First, login to a login node with the source username (e.g. ssh SRCUSERNAME@glogin.hpc.gwdg.de) and do the following:

# Make it so the destination username can even reach the directory
setfacl -m u:DESTUSERNAME:x SRCDIR

# Make the whole directory readable for the destination username, and then make
# it possible for the destination username to enter directories (x permission)
# which has to be done with find
setfacl -R -m u:DESTUSERNAME:r SRCDIR/DIR_TO_MIGRATE
find $SRCDIR/DIR_TO_MIGRATE -type d -print0 \
    | xargs --null --no-run-if-empty setfacl -m u:DESTUSERNAME:rx

Then, login to a login node with the destination username (e.g. ssh DESTUSERNAME@glogin.hpc.gwdg.de) and do the following to copy the data.
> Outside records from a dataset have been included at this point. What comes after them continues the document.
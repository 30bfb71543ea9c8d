use serde::{Deserialize, Serialize};
use uuid::Uuid;

#[derive(Debug, Clone, PartialEq, Eq, Serialize, Deserialize)]
pub struct PollOption {
    pub id: Uuid,
    pub text: String,
    pub votes: u64,
    pub poll_id: Uuid,
}

impl PollOption {
    pub fn new(poll_id: Uuid, text: String) -> Self {
        Self {
            id: Uuid::new_v4(),
            text,
            votes: 0,
            poll_id,
        }
    }

    /// Share of `total` held by this option, in `[0, 100]`. Zero when nobody has voted yet.
    pub fn percentage(&self, total: u64) -> f64 {
        if total > 0 {
            self.votes as f64 / total as f64 * 100.0
        } else {
            0.0
        }
    }
}

#[derive(Debug, Clone, Serialize)]
pub struct OptionTally {
    pub id: Uuid,
    pub text: String,
    pub votes: u64,
    pub percentage: f64,
}

/// Trims every entry and drops the blank ones, keeping input order.
pub fn normalize_texts(options: &[String]) -> Vec<String> {
    options.iter().map(|o| o.trim()).filter(|o| !o.is_empty()).map(str::to_owned).collect()
}
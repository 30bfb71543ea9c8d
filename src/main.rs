extern crate actix_web;
extern crate anyhow;
extern crate chrono;
extern crate dotenv;
extern crate env_logger;
extern crate itertools;
extern crate log;
extern crate serde;
extern crate serde_json;
extern crate thiserror;
extern crate tokio;
extern crate uuid;

mod config;
mod core;
mod error;
mod handlers;
mod impls;
pub mod request;
pub mod response;

use actix_web::web::Data;
use actix_web::HttpServer;
use config::Config;
use impls::store::memory::MemoryStore;

#[actix_web::main]
async fn main() -> anyhow::Result<()> {
    dotenv::dotenv().ok();
    env_logger::Builder::from_env(env_logger::Env::default().default_filter_or("info,actix_web=info")).init();
    let config = Config::from_env()?;
    let store = Data::new(MemoryStore::new());
    if config.seed_demo_polls {
        crate::core::services::poll::seed_demo_polls(store.get_ref()).await?;
    }
    log::info!("listening on {}:{}", config.host, config.port);
    let bind = (config.host.clone(), config.port);
    let workers = config.workers;
    let settings = Data::new(config);
    let mut server = HttpServer::new(move || {
        actix_web::App::new()
            .wrap(actix_web::middleware::Logger::default())
            .app_data(store.clone())
            .app_data(settings.clone())
            .configure(handlers::configure::<MemoryStore>)
    });
    if let Some(workers) = workers {
        server = server.workers(workers);
    }
    server.bind(bind)?.run().await?;
    Ok(())
}
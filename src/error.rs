use std::path::PathBuf;
use thiserror::Error;

#[derive(Error, Debug)]
pub enum Error {
    #[error("Invalid suffix format: {0:?}")]
    InvalidSuffixFormat(String),

    #[error("Invalid log level: {0:?}")]
    InvalidLevel(String),

    /// The live log file could not be opened after its directory was secured.
    /// The write path treats this as fatal.
    #[error("Unable to open log file {}: {source}", .path.display())]
    Open {
        path: PathBuf,
        #[source]
        source: std::io::Error,
    },

    #[error("Failed to parse config: {0}")]
    ConfigParse(#[from] toml::de::Error),

    #[error("Failed to serialize config: {0}")]
    ConfigSerialize(#[from] toml::ser::Error),
}

pub type Result<T> = std::result::Result<T, Error>;
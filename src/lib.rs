//! A time-rotating file logger.
//!
//! [`RotatingWriter`] appends `YYYY/MM/DD HH:MM:SS [LEVEL] message` lines to a
//! live file and, whenever the [`SuffixFormat`] of the current time changes,
//! renames that file to `<prefix>.<suffix>` and starts a new one.
//!
//! ```no_run
//! use rotalog::{noticef, warnv, RotatingWriter, SuffixFormat};
//!
//! let log = RotatingWriter::new("logs/app", SuffixFormat::Day);
//! log.info("service started");
//! noticef!(log, "listening on port {}", 8080);
//! warnv!(log, "retries: ", 3, 5);
//! ```

pub mod config;
pub mod error;
pub mod layer;
pub mod level;
pub mod logging;
pub mod suffix;
pub mod value;
pub mod writer;

pub use error::{Error, Result};
pub use layer::RotatingLayer;
pub use level::Level;
pub use suffix::SuffixFormat;
pub use value::Value;
pub use writer::RotatingWriter;

/// Writes a `format!`-style message at an explicit level.
#[macro_export]
macro_rules! logf {
    ($writer:expr, $level:expr, $($arg:tt)+) => {
        $writer.log($level, ::std::format_args!($($arg)+))
    };
}

#[macro_export]
macro_rules! debugf {
    ($writer:expr, $($arg:tt)+) => {
        $crate::logf!($writer, $crate::Level::Debug, $($arg)+)
    };
}

#[macro_export]
macro_rules! infof {
    ($writer:expr, $($arg:tt)+) => {
        $crate::logf!($writer, $crate::Level::Info, $($arg)+)
    };
}

#[macro_export]
macro_rules! noticef {
    ($writer:expr, $($arg:tt)+) => {
        $crate::logf!($writer, $crate::Level::Notice, $($arg)+)
    };
}

#[macro_export]
macro_rules! warnf {
    ($writer:expr, $($arg:tt)+) => {
        $crate::logf!($writer, $crate::Level::Warn, $($arg)+)
    };
}

#[macro_export]
macro_rules! errorf {
    ($writer:expr, $($arg:tt)+) => {
        $crate::logf!($writer, $crate::Level::Error, $($arg)+)
    };
}

/// Writes the concatenation of values at an explicit level. Neighbouring
/// values that are both non-strings are separated by a space.
#[macro_export]
macro_rules! logv {
    ($writer:expr, $level:expr, $($value:expr),+ $(,)?) => {
        $writer.log_values($level, &[$(&$value as &dyn $crate::Value),+])
    };
}

#[macro_export]
macro_rules! debugv {
    ($writer:expr, $($value:expr),+ $(,)?) => {
        $crate::logv!($writer, $crate::Level::Debug, $($value),+)
    };
}

#[macro_export]
macro_rules! infov {
    ($writer:expr, $($value:expr),+ $(,)?) => {
        $crate::logv!($writer, $crate::Level::Info, $($value),+)
    };
}

#[macro_export]
macro_rules! noticev {
    ($writer:expr, $($value:expr),+ $(,)?) => {
        $crate::logv!($writer, $crate::Level::Notice, $($value),+)
    };
}

#[macro_export]
macro_rules! warnv {
    ($writer:expr, $($value:expr),+ $(,)?) => {
        $crate::logv!($writer, $crate::Level::Warn, $($value),+)
    };
}

#[macro_export]
macro_rules! errorv {
    ($writer:expr, $($value:expr),+ $(,)?) => {
        $crate::logv!($writer, $crate::Level::Error, $($value),+)
    };
}
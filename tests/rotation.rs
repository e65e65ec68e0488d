use rotalog::{debugv, errorf, infof, noticef, warnv, Level, RotatingWriter, SuffixFormat};
use std::collections::HashSet;
use std::fs;
use std::path::Path;
use std::sync::Arc;
use std::thread;
use std::time::Duration;
use tempfile::TempDir;

fn entries(dir: &Path) -> Vec<String> {
    let mut names: Vec<String> = fs::read_dir(dir)
        .unwrap()
        .map(|entry| entry.unwrap().file_name().to_string_lossy().into_owned())
        .collect();
    names.sort();
    names
}

/// Checks `YYYY/MM/DD HH:MM:SS [LEVEL] message` and returns the message.
fn message_of(line: &str) -> &str {
    let (stamp, rest) = line.split_at(19);
    let digits: Vec<char> = stamp.chars().filter(char::is_ascii_digit).collect();
    assert_eq!(digits.len(), 14, "malformed timestamp in {line:?}");
    assert_eq!(&stamp[4..5], "/");
    assert_eq!(&stamp[13..14], ":");
    let rest = rest.strip_prefix(" [").expect("level tag");
    let (level, message) = rest.split_once("] ").expect("closing bracket");
    assert!(level.parse::<Level>().is_ok(), "unknown level in {line:?}");
    message
}

#[test]
fn second_rotation_moves_first_window_aside() {
    let dir = TempDir::new().unwrap();
    let writer = RotatingWriter::new(dir.path().join("logs/app"), SuffixFormat::Second);

    writer.notice("hello");
    let first = fs::read_to_string(dir.path().join("logs/app")).unwrap();
    assert_eq!(message_of(first.trim_end()), "hello");
    assert!(first.ends_with(" [NOTICE] hello\n"));

    thread::sleep(Duration::from_millis(1200));
    writer.notice("again");

    let names = entries(&dir.path().join("logs"));
    assert_eq!(names.len(), 2, "unexpected files {names:?}");
    assert_eq!(names[0], "app");

    // The archived name is the first line's timestamp, digits only.
    let suffix: String = first[..19].chars().filter(char::is_ascii_digit).collect();
    assert_eq!(names[1], format!("app.{suffix}"));
    assert_eq!(
        fs::read_to_string(dir.path().join("logs").join(&names[1])).unwrap(),
        first
    );

    let live = fs::read_to_string(dir.path().join("logs/app")).unwrap();
    assert_eq!(live.lines().count(), 1);
    assert!(live.ends_with(" [NOTICE] again\n"));
}

#[test]
fn concurrent_writers_never_interleave() {
    const THREADS: usize = 8;
    const LINES: usize = 250;

    let dir = TempDir::new().unwrap();
    let writer = Arc::new(RotatingWriter::new(
        dir.path().join("app"),
        SuffixFormat::Second,
    ));

    let handles: Vec<_> = (0..THREADS)
        .map(|t| {
            let writer = Arc::clone(&writer);
            thread::spawn(move || {
                for i in 0..LINES {
                    infof!(writer, "worker-{t} line-{i}");
                    if i % 50 == 0 {
                        thread::sleep(Duration::from_millis(5));
                    }
                }
            })
        })
        .collect();
    for handle in handles {
        handle.join().unwrap();
    }

    let mut seen = HashSet::new();
    for name in entries(dir.path()) {
        let contents = fs::read_to_string(dir.path().join(&name)).unwrap();
        assert!(contents.ends_with('\n'));
        for line in contents.lines() {
            let message = message_of(line);
            assert!(message.starts_with("worker-"), "torn line {line:?}");
            assert!(seen.insert(message.to_string()), "duplicate line {line:?}");
        }
    }
    assert_eq!(seen.len(), THREADS * LINES);
}

#[test]
fn format_macros_and_level_methods_share_one_line_format() {
    let dir = TempDir::new().unwrap();
    let writer = RotatingWriter::new(dir.path().join("app"), SuffixFormat::Day);

    writer.debug("d");
    writer.info("i");
    writer.warn("w");
    writer.error("e");
    noticef!(writer, "{} of {}", 1, 2);
    errorf!(writer, "code {code:#x}", code = 255);
    warnv!(writer, "retry ", 3, 5, "s");
    debugv!(writer, String::from("n="), 1.5);

    let contents = fs::read_to_string(dir.path().join("app")).unwrap();
    let tagged: Vec<_> = contents
        .lines()
        .map(|line| line.split_at(20).1.to_string())
        .collect();
    assert_eq!(
        tagged,
        [
            "[DEBUG] d",
            "[INFO] i",
            "[WARN] w",
            "[ERROR] e",
            "[NOTICE] 1 of 2",
            "[ERROR] code 0xff",
            "[WARN] retry 3 5s",
            "[DEBUG] n=1.5",
        ]
    );
}
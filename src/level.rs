use crate::error::Error;
use serde::{Deserialize, Serialize};
use std::fmt;
use std::str::FromStr;

/// Severity attached to every written line.
///
/// The writer never filters on it; it only decides the `[LEVEL]` tag.
#[derive(Debug, Clone, Copy, PartialEq, Eq, PartialOrd, Ord, Hash, Serialize, Deserialize)]
#[serde(rename_all = "lowercase")]
pub enum Level {
    Debug,
    Info,
    Notice,
    Warn,
    Error,
}

impl Level {
    pub const ALL: [Level; 5] = [
        Level::Debug,
        Level::Info,
        Level::Notice,
        Level::Warn,
        Level::Error,
    ];

    /// Tag as it appears between the brackets of a log line.
    pub fn as_str(&self) -> &'static str {
        match self {
            Level::Debug => "DEBUG",
            Level::Info => "INFO",
            Level::Notice => "NOTICE",
            Level::Warn => "WARN",
            Level::Error => "ERROR",
        }
    }
}

impl Default for Level {
    fn default() -> Self {
        Level::Info
    }
}

impl fmt::Display for Level {
    fn fmt(&self, f: &mut fmt::Formatter<'_>) -> fmt::Result {
        f.write_str(self.as_str())
    }
}

impl FromStr for Level {
    type Err = Error;

    fn from_str(s: &str) -> Result<Self, Self::Err> {
        match s.trim().to_ascii_lowercase().as_str() {
            "debug" => Ok(Level::Debug),
            "info" => Ok(Level::Info),
            "notice" => Ok(Level::Notice),
            "warn" | "warning" => Ok(Level::Warn),
            "error" => Ok(Level::Error),
            _ => Err(Error::InvalidLevel(s.to_string())),
        }
    }
}
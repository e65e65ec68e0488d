//! Time-derived file suffixes.
//!
//! A [`SuffixFormat`] maps a point in local time to the string appended to a
//! rotated file's name. Two instants that map to the same string belong to the
//! same window, so the format both names rotated files and decides when a
//! rotation is due.

use crate::error::Error;
use chrono::format::{Item, StrftimeItems};
use chrono::{DateTime, Local};
use serde::{Deserialize, Serialize};
use std::fmt::{self, Write};
use std::str::FromStr;

pub const SUFFIX_DAY: &str = "%Y%m%d";
pub const SUFFIX_HOUR: &str = "%Y%m%d%H";
pub const SUFFIX_MINUTE: &str = "%Y%m%d%H%M";
pub const SUFFIX_SECOND: &str = "%Y%m%d%H%M%S";

#[derive(Debug, Clone, PartialEq, Eq, Serialize, Deserialize)]
#[serde(try_from = "String", into = "String")]
pub enum SuffixFormat {
    Day,
    Hour,
    Minute,
    Second,
    /// Any strftime pattern chrono can render. Build it with
    /// [`SuffixFormat::custom`] to have the pattern checked up front.
    Custom(String),
}

impl SuffixFormat {
    pub fn custom(pattern: impl Into<String>) -> Result<Self, Error> {
        let pattern = pattern.into();
        if pattern.trim().is_empty()
            || StrftimeItems::new(&pattern).any(|item| matches!(item, Item::Error))
        {
            return Err(Error::InvalidSuffixFormat(pattern));
        }
        Ok(SuffixFormat::Custom(pattern))
    }

    pub fn pattern(&self) -> &str {
        match self {
            SuffixFormat::Day => SUFFIX_DAY,
            SuffixFormat::Hour => SUFFIX_HOUR,
            SuffixFormat::Minute => SUFFIX_MINUTE,
            SuffixFormat::Second => SUFFIX_SECOND,
            SuffixFormat::Custom(pattern) => pattern,
        }
    }

    pub fn format(&self, time: &DateTime<Local>) -> String {
        let mut suffix = String::new();
        // An unrenderable custom pattern leaves whatever was written before the
        // failing item.
        let _ = write!(suffix, "{}", time.format(self.pattern()));
        suffix
    }
}

impl fmt::Display for SuffixFormat {
    fn fmt(&self, f: &mut fmt::Formatter<'_>) -> fmt::Result {
        match self {
            SuffixFormat::Day => f.write_str("day"),
            SuffixFormat::Hour => f.write_str("hour"),
            SuffixFormat::Minute => f.write_str("minute"),
            SuffixFormat::Second => f.write_str("second"),
            SuffixFormat::Custom(pattern) => f.write_str(pattern),
        }
    }
}

impl FromStr for SuffixFormat {
    type Err = Error;

    fn from_str(s: &str) -> Result<Self, Self::Err> {
        match s.trim().to_ascii_lowercase().as_str() {
            "day" | "daily" => Ok(SuffixFormat::Day),
            "hour" | "hourly" => Ok(SuffixFormat::Hour),
            "minute" | "minutely" => Ok(SuffixFormat::Minute),
            "second" | "secondly" => Ok(SuffixFormat::Second),
            _ => SuffixFormat::custom(s),
        }
    }
}

impl TryFrom<String> for SuffixFormat {
    type Error = Error;

    fn try_from(value: String) -> Result<Self, Self::Error> {
        value.parse()
    }
}

impl From<SuffixFormat> for String {
    fn from(format: SuffixFormat) -> Self {
        format.to_string()
    }
}

/// Source of the current time for the write path.
pub(crate) trait Clock: Send + Sync {
    fn now(&self) -> DateTime<Local>;
}

pub(crate) struct SystemClock;

impl Clock for SystemClock {
    fn now(&self) -> DateTime<Local> {
        Local::now()
    }
}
cp -r SRCDIR/DIR_TO_MIGRATE DESTDIR/
Warning

For medium sized data (size or number of files/directories), the copy can take a very long time. For moderate data sizes, we recommend doing the copy in a terminal multiplexer session like tmux or screen (see the Terminal Multiplexer page for more information).

Then, back with the source username, remove the created ACLs with

setfacl -x u:DESTUSERNAME SRCDIR
setfacl -R -x u:DESTUSERNAME SRCDIR/DIR_TO_MIGRATE

Move Data

This is the best approach if the data is very large as it is quite cheap from an IO perspective as long as the source and destination are on the same filesystem. It also works when there is no intention of using the files/directories by the source username anymore. Unfortunately, this method does require starting a support request for the last step.

First, login to a login node with the destination username (e.g. ssh DESTUSERNAME@glogin.hpc.gwdg.de) and do following to setup the move (giving SRCUSERNAME the permissions to enter and create/delete files):

setfacl -m u:SRCUSERNAME:wx DESTDIR

Then, login to a login node with the source username (e.g. ssh SRCUSERNAME@glogin.hpc.gwdg.de) and do the following to move the data:

mv SRCDIR/DIR_TO_MIGRATE DESTDIR/

Then, back with the destination username, remove the ACL that let SRCUSERNAME do the operation with

setfacl -x u:SRCUSERNAME DESTDIR

At this point, the data is moved but it has the wrong owner and group (those of SRCUSERNAME). Start a support request (see Getting Started for the correct email address) requesting that the directory’s ownership be changed from your SRCUSERNAME to your DESTUSERNAME.